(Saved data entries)
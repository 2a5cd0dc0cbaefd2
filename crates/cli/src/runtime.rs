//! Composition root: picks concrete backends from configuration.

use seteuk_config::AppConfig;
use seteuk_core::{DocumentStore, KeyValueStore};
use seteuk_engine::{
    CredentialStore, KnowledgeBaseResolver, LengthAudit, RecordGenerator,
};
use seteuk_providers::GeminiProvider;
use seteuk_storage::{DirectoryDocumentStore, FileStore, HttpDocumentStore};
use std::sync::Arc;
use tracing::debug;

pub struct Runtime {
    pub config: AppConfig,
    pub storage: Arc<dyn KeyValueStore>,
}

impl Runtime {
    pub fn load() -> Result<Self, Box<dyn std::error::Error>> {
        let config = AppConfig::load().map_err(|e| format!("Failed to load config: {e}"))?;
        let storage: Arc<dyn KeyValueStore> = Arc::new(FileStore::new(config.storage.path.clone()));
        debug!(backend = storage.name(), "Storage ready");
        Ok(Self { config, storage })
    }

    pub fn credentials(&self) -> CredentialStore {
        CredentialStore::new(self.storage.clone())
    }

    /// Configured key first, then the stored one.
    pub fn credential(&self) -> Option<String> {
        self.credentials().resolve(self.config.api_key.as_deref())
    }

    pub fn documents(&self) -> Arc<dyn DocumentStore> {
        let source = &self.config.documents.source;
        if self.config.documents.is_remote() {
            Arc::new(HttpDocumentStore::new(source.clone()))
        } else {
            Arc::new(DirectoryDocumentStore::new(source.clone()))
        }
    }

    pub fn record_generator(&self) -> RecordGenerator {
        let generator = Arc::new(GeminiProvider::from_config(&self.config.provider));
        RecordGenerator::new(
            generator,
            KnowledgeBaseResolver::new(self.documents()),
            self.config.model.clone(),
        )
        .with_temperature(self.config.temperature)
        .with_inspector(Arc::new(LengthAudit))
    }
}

* [Exercise brief]:
All the data is to be copied over exactly as it stands.

* [Answer to the exercise]:
repository 2a5cd0dc0cbaefd2
filename crates/cli/src/runtime.rs
//! Composition root: picks concrete backends from configuration.

use seteuk_config::AppConfig;
use seteuk_core::{DocumentStore, KeyValueStore};
use seteuk_engine::{
    CredentialStore, KnowledgeBaseResolver, LengthAudit, RecordGenerator,
};
use seteuk_providers::GeminiProvider;
use seteuk_storage::{DirectoryDocumentStore, FileStore, HttpDocumentStore};
use std::sync::Arc;
use tracing::debug;

pub struct Runtime {
    pub config: AppConfig,
    pub storage: Arc<dyn KeyValueStore>,
}

impl Runtime {
    pub fn load() -> Result<Self, Box<dyn std::error::Error>> {
        let config = AppConfig::load().map_err(|e| format!("Failed to load config: {e}"))?;
        let storage: Arc<dyn KeyValueStore> = Arc::new(FileStore::new(config.storage.path.clone()));
        debug!(backend = storage.name(), "Storage ready");
        Ok(Self { config, storage })
    }

    pub fn credentials(&self) -> CredentialStore {
        CredentialStore::new(self.storage.clone())
    }

    /// Configured key first, then the stored one.
    pub fn credential(&self) -> Option<String> {
        self.credentials().resolve(self.config.api_key.as_deref())
    }

    pub fn documents(&self) -> Arc<dyn DocumentStore> {
        let source = &self.config.documents.source;
        if self.config.documents.is_remote() {
            Arc::new(HttpDocumentStore::new(source.clone()))
        } else {
            Arc::new(DirectoryDocumentStore::new(source.clone()))
        }
    }

    pub fn record_generator(&self) -> RecordGenerator {
        let generator = Arc::new(GeminiProvider::from_config(&self.config.provider));
        RecordGenerator::new(
            generator,
            KnowledgeBaseResolver::new(self.documents()),
            self.config.model.clone(),
        )
        .with_temperature(self.config.temperature)
        .with_inspector(Arc::new(LengthAudit))
    }
}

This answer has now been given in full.